Same with compost tea – Linda and I have both posted about compost tea and we agree that, at this point, there’s no reason to use it. But science doesn’t stop, and it wouldn’t be completely surprising if, someday, someone comes up with a compost tea type product which is actually reliably useful.
Now on to the flavor of the day! Brix. So, what is brix you ask? Brix is a measurement of solids in a water (usually these solids are sugars). It’s easy to test brix by using something called a refractometer which measure how light bends when it passes through a thin film of water. We use brix in foods to tell how sweet they are. We just take a little sample of sap or juice, put it on a refractometer and bang, we know about how much sugar we have (actually, as I mentioned earlier, any dissolved solid, not just sugar, can alter measurements, as can non-solids, like alcohol. But the dominant thing affecting the brix measurement is usually sugar content).
Though it isn’t exactly mainstream, there is something out there called brix based gardening. Basically, the goal of brix based gardening is to increase the brix of the food we eat. Increasing the brix means increasing the sugar. The theory is that the higher the brix of a food the better it is – in terms of taste, resistance to insects, resistance to disease, healthiness. The list goes on and on.
The biggest problem with arguing that gardening based on brix is a bad idea is that there is a nugget of truth in brix based gardening. Moreso than compost tea (in my opinion), brix has proven itself useful in certain situations. Particularly in wine making, brix is used to quantify the sugar content of your grapes so that you can predict the sweetness of the wine you will produce (it will also help tell what level of alcohol you’ll get). As time goes on at the end of the season grapes increase their sugar content, so grapes are picked according to when the brix is right for the wine you want to produce. Another grain of truth is that with higher brix you’ll get less insect pressure. This stands to reason, at least to some extent, because insects are usually looking for nitrogen rather than sugar.

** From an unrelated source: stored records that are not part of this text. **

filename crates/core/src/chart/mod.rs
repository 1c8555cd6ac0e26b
pub mod entity;
pub mod error;
pub mod port;
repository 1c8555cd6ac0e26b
use thiserror::Error;

/// # Summary
/// 本地存储域错误枚举，处理序列化、损坏记录及底层介质故障。
///
/// # Invariants
/// - 必须通过 `thiserror` 派生 `Error` trait。
/// - 上游只记录日志并忽略，存储失败永远不能阻塞图表渲染。
#[derive(Error, Debug)]
pub enum StorageError {
    // 数据序列化失败
    #[error("Serialize error: {0}")]
    Serialize(String),
    // 记录损坏，无法反序列化
    #[error("Corrupt record: {0}")]
    Corrupt(String),
    // 底层介质不可用（磁盘、权限等）
    #[error("Storage unavailable: {0}")]
    Unavailable(String),
    // 超出容量配额
    #[error("Quota exceeded: {0}")]
    QuotaExceeded(String),
}
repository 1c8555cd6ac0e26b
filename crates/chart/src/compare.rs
use horizon_core::chart::error::SelectionError;
use horizon_core::common::Symbol;

/// 对比集合的默认容量（含锚点）。
pub const MAX_COMPARISON_SYMBOLS: usize = 4;

/// # Summary
/// 对比对话框所处的状态。
#[derive(Debug, Clone, Copy, PartialEq, Eq)]
pub enum DialogState {
    // 对话框关闭，图表展示 `applied`
    Idle,
    // 对话框打开，`selected` 可编辑且与 `applied` 相互独立
    Editing,
}

/// # Summary
/// 对比集合状态机，区分“对话框中已选择”与“图表上已应用”两份集合。
///
/// # Invariants
/// - 两份集合的首个元素都是锚点，锚点不可移除。
/// - `1 <= len <= max_symbols`，且不含重复证券。
/// - 被拒绝的操作不改变任何状态。
/// - 不依赖任何界面框架，可独立测试。
#[derive(Debug, Clone)]
pub struct ComparisonState {
    // 当前图表上应用的集合
    applied: Vec<Symbol>,
    // 编辑中的集合；Some 即处于 Editing 状态
    selected: Option<Vec<Symbol>>,
    max_symbols: usize,
}

impl ComparisonState {
    /// # Summary
    /// 以锚点证券创建状态机，初始只对比锚点自身。
    ///
    /// # Arguments
    /// * `anchor`: 最初搜索的证券。
    /// * `max_symbols`: 集合容量上限，小于 1 时按 1 处理。
    pub fn new(anchor: Symbol, max_symbols: usize) -> Self {
        Self {
            applied: vec![anchor],
            selected: None,
            max_symbols: max_symbols.max(1),
        }
    }

    /// # Summary
    /// 从持久化记录恢复已应用的集合。
    ///
    /// # Logic
    /// 1. 锚点强制放在首位。
    /// 2. 依次追加其余证券，跳过重复项与锚点自身。
    /// 3. 超出容量的部分被截断。
    pub fn restore(anchor: Symbol, symbols: &[Symbol], max_symbols: usize) -> Self {
        let mut state = Self::new(anchor, max_symbols);
        for symbol in symbols {
            if state.applied.len() >= state.max_symbols {
                break;
            }
            if !state.applied.contains(symbol) {
                state.applied.push(symbol.clone());
            }
        }
        state
    }

    pub fn anchor(&self) -> &Symbol {
        &self.applied[0]
    }

    pub fn applied(&self) -> &[Symbol] {
        &self.applied
    }

    /// 编辑中的集合；对话框关闭时为 None。
    pub fn selected(&self) -> Option<&[Symbol]> {
        self.selected.as_deref()
    }

    pub fn max_symbols(&self) -> usize {
        self.max_symbols
    }

    pub fn state(&self) -> DialogState {
        if self.selected.is_some() {
            DialogState::Editing
        } else {
            DialogState::Idle
        }
    }

    /// 图表上是否有锚点之外的证券。
    pub fn is_comparing(&self) -> bool {
        self.applied.len() > 1
    }

    /// # Summary
    /// 打开对话框：Idle -> Editing。
    ///
    /// # Logic
    /// 以当前已应用集合的副本初始化编辑集合。已在编辑中时重新开始编辑。
    ///
    /// # Returns
    /// 需要在对话框中展示的集合。
    pub fn open(&mut self) -> &[Symbol] {
        self.selected.insert(self.applied.clone()).as_slice()
    }

    /// # Summary
    /// 向编辑集合追加证券。
    ///
    /// # Logic
    /// 1. 未处于编辑状态时拒绝。
    /// 2. 集合已满时拒绝。
    /// 3. 证券已存在时拒绝。
    /// 4. 否则追加到末尾。
    ///
    /// # Returns
    /// 成功返回更新后的编辑集合，失败返回 `SelectionError` 且状态不变。
    pub fn add_symbol(&mut self, symbol: Symbol) -> Result<&[Symbol], SelectionError> {
        let max = self.max_symbols;
        let selected = self.selected.as_mut().ok_or(SelectionError::NotEditing)?;
        if selected.len() >= max {
            return Err(SelectionError::LimitReached { max });
        }
        if selected.contains(&symbol) {
            return Err(SelectionError::Duplicate(symbol));
        }
        selected.push(symbol);
        Ok(selected.as_slice())
    }

    /// # Summary
    /// 从编辑集合移除证券。
    ///
    /// # Logic
    /// 1. 未处于编辑状态时拒绝。
    /// 2. 目标是首个元素（锚点）时无条件拒绝。
    /// 3. 移除第一个匹配项；不存在时拒绝。
    pub fn remove_symbol(&mut self, symbol: &Symbol) -> Result<&[Symbol], SelectionError> {
        let selected = self.selected.as_mut().ok_or(SelectionError::NotEditing)?;
        if selected.first() == Some(symbol) {
            return Err(SelectionError::AnchorRemoval(symbol.clone()));
        }
        let idx = selected
            .iter()
            .position(|s| s == symbol)
            .ok_or_else(|| SelectionError::UnknownSymbol(symbol.clone()))?;
        selected.remove(idx);
        Ok(selected.as_slice())
    }

    /// # Summary
    /// 取消编辑：Editing -> Idle，丢弃编辑集合，已应用集合不变。
    ///
    /// # Returns
    /// 确实丢弃了编辑内容时返回 true。
    pub fn cancel(&mut self) -> bool {
        self.selected.take().is_some()
    }

    /// # Summary
    /// 应用编辑：Editing -> Idle，编辑集合成为新的已应用集合。
    ///
    /// # Returns
    /// 新的已应用集合；未处于编辑状态时返回 `NotEditing`。
    pub fn apply(&mut self) -> Result<&[Symbol], SelectionError> {
        let selected = self.selected.take().ok_or(SelectionError::NotEditing)?;
        self.applied = selected;
        Ok(self.applied.as_slice())
    }
}

#[cfg(test)]
mod tests {
    use super::*;

    fn syms(list: &[&str]) -> Vec<Symbol> {
        list.iter().map(Symbol::new).collect()
    }

    fn editing(list: &[&str]) -> ComparisonState {
        let symbols = syms(list);
        let mut state =
            ComparisonState::restore(symbols[0].clone(), &symbols, MAX_COMPARISON_SYMBOLS);
        state.open();
        state
    }

    #[test]
    fn test_open_copies_applied() {
        let mut state = ComparisonState::new(Symbol::new("AAPL"), MAX_COMPARISON_SYMBOLS);
        assert_eq!(state.state(), DialogState::Idle);
        assert!(state.selected().is_none());

        assert_eq!(state.open(), syms(&["AAPL"]).as_slice());
        assert_eq!(state.state(), DialogState::Editing);
    }

    #[test]
    fn test_add_rejects_when_full() {
        let mut state = editing(&["AAPL", "MSFT", "GOOG", "TSLA"]);
        let err = state.add_symbol(Symbol::new("AAPL")).unwrap_err();
        assert_eq!(err, SelectionError::LimitReached { max: 4 });
        assert_eq!(
            state.selected().unwrap(),
            syms(&["AAPL", "MSFT", "GOOG", "TSLA"]).as_slice()
        );
    }

    #[test]
    fn test_add_rejects_duplicate() {
        let mut state = editing(&["AAPL", "MSFT"]);
        let err = state.add_symbol(Symbol::new("msft")).unwrap_err();
        assert_eq!(err, SelectionError::Duplicate(Symbol::new("MSFT")));
        assert_eq!(state.selected().unwrap().len(), 2);
    }

    #[test]
    fn test_add_never_exceeds_max_or_duplicates() {
        let mut state = editing(&["AAPL"]);
        for s in ["MSFT", "AAPL", "GOOG", "MSFT", "TSLA", "NVDA", "AMZN"] {
            let _accepted = state.add_symbol(Symbol::new(s)).is_ok();
            let selected = state.selected().unwrap();
            assert!(selected.len() <= MAX_COMPARISON_SYMBOLS);
            let mut dedup = selected.to_vec();
            dedup.sort();
            dedup.dedup();
            assert_eq!(dedup.len(), selected.len());
        }
        assert_eq!(
            state.selected().unwrap(),
            syms(&["AAPL", "MSFT", "GOOG", "TSLA"]).as_slice()
        );
    }

    #[test]
    fn test_remove_anchor_is_rejected() {
        let mut state = editing(&["AAPL", "MSFT"]);
        let err = state.remove_symbol(&Symbol::new("AAPL")).unwrap_err();
        assert_eq!(err, SelectionError::AnchorRemoval(Symbol::new("AAPL")));
        assert_eq!(state.selected().unwrap(), syms(&["AAPL", "MSFT"]).as_slice());
    }

    #[test]
    fn test_remove_symbol() {
        let mut state = editing(&["AAPL", "MSFT", "GOOG"]);
        let selected = state.remove_symbol(&Symbol::new("MSFT")).unwrap();
        assert_eq!(selected, syms(&["AAPL", "GOOG"]).as_slice());

        let err = state.remove_symbol(&Symbol::new("MSFT")).unwrap_err();
        assert_eq!(err, SelectionError::UnknownSymbol(Symbol::new("MSFT")));
    }

    #[test]
    fn test_cancel_discards_edits() {
        let mut state = ComparisonState::new(Symbol::new("AAPL"), MAX_COMPARISON_SYMBOLS);
        state.open();
        state.add_symbol(Symbol::new("MSFT")).unwrap();

        assert!(state.cancel());
        assert_eq!(state.state(), DialogState::Idle);
        assert_eq!(state.applied(), syms(&["AAPL"]).as_slice());
        assert!(!state.cancel());

        // 重新打开后编辑集合回到已应用集合
        assert_eq!(state.open(), syms(&["AAPL"]).as_slice());
    }

    #[test]
    fn test_apply_commits_selection() {
        let mut state = ComparisonState::new(Symbol::new("AAPL"), MAX_COMPARISON_SYMBOLS);
        state.open();
        state.add_symbol(Symbol::new("MSFT")).unwrap();

        assert_eq!(state.apply().unwrap(), syms(&["AAPL", "MSFT"]).as_slice());
        assert_eq!(state.state(), DialogState::Idle);
        assert!(state.is_comparing());
        assert_eq!(state.apply().unwrap_err(), SelectionError::NotEditing);
    }

    #[test]
    fn test_operations_require_editing() {
        let mut state = ComparisonState::new(Symbol::new("AAPL"), MAX_COMPARISON_SYMBOLS);
        assert_eq!(
            state.add_symbol(Symbol::new("MSFT")).unwrap_err(),
            SelectionError::NotEditing
        );
        assert_eq!(
            state.remove_symbol(&Symbol::new("MSFT")).unwrap_err(),
            SelectionError::NotEditing
        );
        assert_eq!(state.applied(), syms(&["AAPL"]).as_slice());
    }

    #[test]
    fn test_restore_sanitizes() {
        let state = ComparisonState::restore(
            Symbol::new("MSFT"),
            &syms(&["AAPL", "MSFT", "AAPL", "GOOG", "TSLA", "NVDA"]),
            MAX_COMPARISON_SYMBOLS,
        );
        assert_eq!(state.anchor(), &Symbol::new("MSFT"));
        assert_eq!(state.applied(), syms(&["MSFT", "AAPL", "GOOG", "TSLA"]).as_slice());
        assert_eq!(state.state(), DialogState::Idle);
    }

    #[test]
    fn test_restore_dedups_deserialized_symbols() {
        let stored: Vec<Symbol> = serde_json::from_str(r#"[" aapl", "msft ", "MSFT"]"#).unwrap();
        let state = ComparisonState::restore(Symbol::new("AAPL"), &stored, MAX_COMPARISON_SYMBOLS);
        assert_eq!(state.applied(), syms(&["AAPL", "MSFT"]).as_slice());
    }

    #[test]
    fn test_zero_capacity_is_clamped() {
        let mut state = ComparisonState::new(Symbol::new("AAPL"), 0);
        assert_eq!(state.max_symbols(), 1);
        state.open();
        assert!(state.add_symbol(Symbol::new("MSFT")).is_err());
    }
}
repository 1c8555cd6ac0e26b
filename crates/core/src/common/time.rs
use chrono::{DateTime, NaiveDate, Utc};
use std::sync::atomic::{AtomicI64, Ordering};

/// # Summary
/// 时钟接口，用于隔离物理系统时钟。
/// 请求日期区间的计算与最近查询的新鲜度判定都通过此接口取时间。
pub trait TimeProvider: Send + Sync {
    /// 当前 UTC 时间
    fn now(&self) -> DateTime<Utc>;

    /// 当前时间的毫秒级 Unix 时间戳
    fn now_ms(&self) -> i64 {
        self.now().timestamp_millis()
    }

    /// 当前 UTC 日期，作为请求日期区间的终点
    fn today(&self) -> NaiveDate {
        self.now().date_naive()
    }
}

/// 操作系统时钟。
pub struct RealTimeProvider;

impl TimeProvider for RealTimeProvider {
    fn now(&self) -> DateTime<Utc> {
        Utc::now()
    }
}

/// # Summary
/// 测试用手动时钟，只在调用 `advance` 时前进。
///
/// # Invariants
/// - 内部以毫秒时间戳保存于 `AtomicI64`，可跨线程共享。
pub struct FakeClockProvider {
    now_ms: AtomicI64,
}

impl FakeClockProvider {
    pub fn new(initial_time: DateTime<Utc>) -> Self {
        Self {
            now_ms: AtomicI64::new(initial_time.timestamp_millis()),
        }
    }

    /// 将时钟拨动指定时长，负值表示回退
    pub fn advance(&self, delta: chrono::Duration) {
        self.now_ms
            .fetch_add(delta.num_milliseconds(), Ordering::SeqCst);
    }
}

impl TimeProvider for FakeClockProvider {
    fn now(&self) -> DateTime<Utc> {
        DateTime::from_timestamp_millis(self.now_ms()).unwrap_or(DateTime::<Utc>::MIN_UTC)
    }

    fn now_ms(&self) -> i64 {
        self.now_ms.load(Ordering::SeqCst)
    }
}
use crate::chart::entity::ChartSpec;
use crate::chart::error::SelectionError;
use crate::common::Symbol;

/// # Summary
/// 图表渲染适配器接口（外部绘图库）。
///
/// # Invariants
/// - 核心只准备数据与配置，绘制、缩放平移以及数据变化时的销毁重建都由实现者负责。
/// - 每次调用都代表一次完整替换，实现者不得与上一份图表合并。
pub trait ChartRenderer: Send + Sync {
    /// 用新的图表描述替换当前图表。
    fn render(&self, spec: &ChartSpec);
}

/// # Summary
/// 对比对话框的界面端口。
///
/// # Invariants
/// - 只负责展示；所有状态变化由对比状态机驱动。
pub trait DialogView: Send + Sync {
    /// 对话框打开后将焦点移到搜索框
    fn focus_search(&self);

    /// 刷新已选证券列表，首个元素展示为不可移除
    fn show_selection(&self, symbols: &[Symbol]);

    /// 展示行内警告
    fn warn(&self, error: &SelectionError);

    /// 关闭对话框并清空搜索框
    fn close(&self);
}
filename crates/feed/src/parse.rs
use horizon_core::market::entity::{PricePoint, SymbolMatch};
use serde_json::Value;
use tracing::debug;

/// 已知的结果信封位置，按顺序尝试，首个命中的数组生效。
const RESULT_ENVELOPES: &[&str] = &["/data/results", "/results"];

/// 时间戳字段的可接受别名（毫秒时间戳）。
const TIMESTAMP_FIELDS: &[&str] = &["timestamp", "t", "time"];

/// 收盘价字段的可接受别名。
const CLOSE_FIELDS: &[&str] = &["close", "c"];

/// # Summary
/// 从响应体中定位结果数组。
///
/// # Logic
/// 1. 依次用 JSON Pointer 查找 `RESULT_ENVELOPES` 中的位置。
/// 2. 返回首个数组；都不匹配时返回空切片。
pub(crate) fn results(body: &Value) -> &[Value] {
    RESULT_ENVELOPES
        .iter()
        .find_map(|pointer| body.pointer(pointer).and_then(Value::as_array))
        .map(Vec::as_slice)
        .unwrap_or(&[])
}

/// # Summary
/// 将聚合接口响应归一化为价格数据点。
///
/// # Logic
/// 1. 定位结果数组（未知结构得到空列表）。
/// 2. 对每个条目按别名顺序提取时间戳与收盘价。
/// 3. 任一字段缺失或类型不符的条目被丢弃。
///
/// # Returns
/// 保持响应原始顺序的数据点列表。
pub(crate) fn aggregates(body: &Value) -> Vec<PricePoint> {
    let items = results(body);
    let points: Vec<PricePoint> = items.iter().filter_map(price_point).collect();
    if points.len() < items.len() {
        debug!(
            "Dropped {} aggregate items without timestamp/close",
            items.len() - points.len()
        );
    }
    points
}

fn price_point(item: &Value) -> Option<PricePoint> {
    let timestamp_ms = first_field(item, TIMESTAMP_FIELDS).and_then(as_millis)?;
    let close = first_field(item, CLOSE_FIELDS)
        .and_then(Value::as_f64)
        .filter(|c| c.is_finite())?;
    Some(PricePoint::new(timestamp_ms, close))
}

fn first_field<'a>(item: &'a Value, aliases: &[&str]) -> Option<&'a Value> {
    aliases
        .iter()
        .find_map(|name| item.get(name).filter(|v| !v.is_null()))
}

/// 整数或取整数值的浮点数（如 `1700000000000.0`）均视为毫秒时间戳。
fn as_millis(value: &Value) -> Option<i64> {
    value.as_i64().or_else(|| {
        value
            .as_f64()
            .filter(|f| f.is_finite() && f.fract() == 0.0)
            .and_then(|f| format!("{:.0}", f).parse().ok())
    })
}

/// # Summary
/// 将搜索接口响应归一化为候选列表，无法识别的条目被跳过。
pub(crate) fn symbol_matches(body: &Value) -> Vec<SymbolMatch> {
    results(body)
        .iter()
        .filter_map(|item| serde_json::from_value(item.clone()).ok())
        .collect()
}

/// 提取错误信封中的 `message` 字段。
pub(crate) fn error_message(body: &Value) -> Option<String> {
    body.get("message")
        .or_else(|| body.pointer("/error/message"))
        .and_then(Value::as_str)
        .map(str::to_string)
}
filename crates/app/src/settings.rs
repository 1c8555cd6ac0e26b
use config::{Config, ConfigError, Environment, File};
use horizon_core::config::{AppConfig, LoggingConfig};
use std::path::Path;
use tracing_appender::non_blocking::WorkerGuard;
use tracing_subscriber::EnvFilter;
use tracing_subscriber::layer::SubscriberExt;
use tracing_subscriber::util::SubscriberInitExt;

/// 默认配置文件名（不含扩展名），位于工作目录
const DEFAULT_CONFIG_FILE: &str = "horizon";

/// 环境变量前缀，例如 `HORIZON__API__BASE_URL`
const ENV_PREFIX: &str = "HORIZON";

/// # Summary
/// 加载应用配置。
///
/// # Logic
/// 1. 以 `AppConfig` 的默认值为基础。
/// 2. 叠加配置文件：显式路径必须存在，默认的 `horizon.toml` 可缺失。
/// 3. 叠加 `HORIZON__` 前缀的环境变量，层级以 `__` 分隔。
///
/// # Arguments
/// * `path`: 命令行指定的配置文件路径。
///
/// # Returns
/// 合并后的配置。
pub fn load_config(path: Option<&Path>) -> Result<AppConfig, ConfigError> {
    let file = match path {
        Some(path) => File::from(path).required(true),
        None => File::with_name(DEFAULT_CONFIG_FILE).required(false),
    };

    Config::builder()
        .add_source(file)
        .add_source(
            Environment::with_prefix(ENV_PREFIX)
                .separator("__")
                .try_parsing(true),
        )
        .build()?
        .try_deserialize()
}

/// # Summary
/// 初始化全局日志。
///
/// # Logic
/// 1. 过滤级别优先取 `RUST_LOG`，其次取配置，最后默认 `info`。
/// 2. 日志输出到 stderr，stdout 留给命令结果。
/// 3. 配置了日志目录时额外按天滚动写入文件。
///
/// # Returns
/// 文件日志的后台写入守卫；需持有到进程退出，否则缓冲日志会丢失。
pub fn init_tracing(logging: &LoggingConfig) -> Option<WorkerGuard> {
    let level = logging.level.as_deref().unwrap_or("info");
    let filter = EnvFilter::try_from_default_env().unwrap_or_else(|_| EnvFilter::new(level));

    let (file_layer, guard) = match logging.dir.as_deref() {
        Some(dir) => {
            let appender = tracing_appender::rolling::daily(dir, "horizon.log");
            let (writer, guard) = tracing_appender::non_blocking(appender);
            let layer = tracing_subscriber::fmt::layer()
                .with_ansi(false)
                .with_writer(writer);
            (Some(layer), Some(guard))
        }
        None => (None, None),
    };

    tracing_subscriber::registry()
        .with(filter)
        .with(tracing_subscriber::fmt::layer().with_writer(std::io::stderr))
        .with(file_layer)
        .init();

    guard
}

#[cfg(test)]
mod tests {
    use super::*;
    use horizon_core::common::Timeframe;
    use std::io::Write;

    #[test]
    fn test_file_overrides_defaults() {
        let mut file = tempfile::Builder::new().suffix(".toml").tempfile().unwrap();
        writeln!(
            file,
            "[api]\nbase_url = \"http://localhost:9000\"\n\n[chart]\ndefault_timeframe = \"6m\""
        )
        .unwrap();

        let config = load_config(Some(file.path())).unwrap();
        assert_eq!(config.api.base_url, "http://localhost:9000");
        assert_eq!(config.api.aggregate_limit, 730);
        assert_eq!(config.chart.default_timeframe, Timeframe::SixMonths);
        assert_eq!(config.storage.data_dir, "data");
    }

    #[test]
    fn test_missing_explicit_file_is_an_error() {
        let dir = tempfile::tempdir().unwrap();
        assert!(load_config(Some(&dir.path().join("absent.toml"))).is_err());
    }
}
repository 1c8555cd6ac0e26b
use clap::{Parser, Subcommand};
use horizon_core::common::{Symbol, Timeframe};
use std::path::PathBuf;

#[derive(Parser, Debug)]
#[command(name = "horizon")]
#[command(about = "Horizon stock dashboard: price history and symbol comparison charts", long_about = None)]
pub struct Cli {
    /// Path to a configuration file (defaults to ./horizon.toml when present)
    #[arg(short, long, global = true)]
    pub config: Option<PathBuf>,

    #[command(subcommand)]
    pub command: Commands,
}

#[derive(Subcommand, Debug)]
pub enum Commands {
    /// Render a close-price chart as Chart.js JSON on stdout
    Chart {
        /// Ticker to chart; restores the most recent search when omitted
        ticker: Option<Symbol>,
        /// Lookback window: 1m, 3m, 6m, 1y or 2y
        #[arg(short, long)]
        timeframe: Option<Timeframe>,
        /// Extra symbols to compare against the ticker
        #[arg(long, num_args = 1.., value_delimiter = ',')]
        compare: Vec<Symbol>,
    },
    /// Search active stock tickers by name or symbol
    Search {
        query: String,
    },
    /// Show the most recent search if it is still fresh
    Last {
        /// Forget the stored search instead of showing it
        #[arg(long)]
        clear: bool,
    },
}
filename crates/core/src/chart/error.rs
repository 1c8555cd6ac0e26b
use crate::common::Symbol;
use thiserror::Error;

/// # Summary
/// 对比集合编辑错误，即用户违反了集合约束。
///
/// # Invariants
/// - 被拒绝的操作不改变任何状态。
/// - 以行内警告的形式同步反馈给用户。
#[derive(Error, Debug, Clone, PartialEq, Eq)]
pub enum SelectionError {
    // 证券已在集合中
    #[error("Symbol already added: {0}")]
    Duplicate(Symbol),
    // 集合已满
    #[error("Maximum {max} symbols allowed")]
    LimitReached { max: usize },
    // 锚点证券不可移除
    #[error("Cannot remove {0}")]
    AnchorRemoval(Symbol),
    // 要移除的证券不在集合中
    #[error("Symbol not selected: {0}")]
    UnknownSymbol(Symbol),
    // 对比对话框未打开
    #[error("Comparison dialog is not open")]
    NotEditing,
}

But along with the little grain of truth comes some BS. For example, the idea that eating a food with a higher brix reading means that you’re eating a healthier food is just silly. It just means that you’re eating a sweeter food. The idea that higher sugar levels mean a healthier plant is also silly. In fact, one of the most significant things which can make brix go up is putting the plant under drought stress. Under drought stress, with less water, the concentration of sugars in sap naturally increases (because there’s less water to dilute it). Raisins are sweeter than grapes! Furthermore, the variety of the plant which you grow has an extreme effect on brix. Chardonnay grapes may have a low brix (around 21), a late harvest Riesling may have a brix of 42!
I have seen an inordinate amount of gobbledygook about mixing different fertilizers to get the perfect ratio of nutrients to increase brix. First, it’s important to realize that fertilizers can alter sugar content. For example, fertilizing heavily with nitrogen will increase growth of the plant but will usually decrease sugar concentration (hence brix). Indeed, from what I’ve seen, nitrogen seems to be the biggest player in sugar content.
That said, calcium and phosphorus based fertilizers seem to be the favorites among brix based gardeners – but from what I can find research hasn’t actually shown that these fertilizers increase brix on anything approaching a reliable basis. Another common recommendation is a molasses based fertilizer – once again, research on molasses doesn’t seem to show that it can do much to increase brix. Honestly, it looks to me like those recommending high brix as necessarily a good thing for us and our plants and then offering methods to do it are putting a scientific veneer on witchcraft – at least until further research comes along. I am sure that those favoring brix-based gardening will disagree with me – if you do and you read this I would welcome seeing some published papers which support your claims.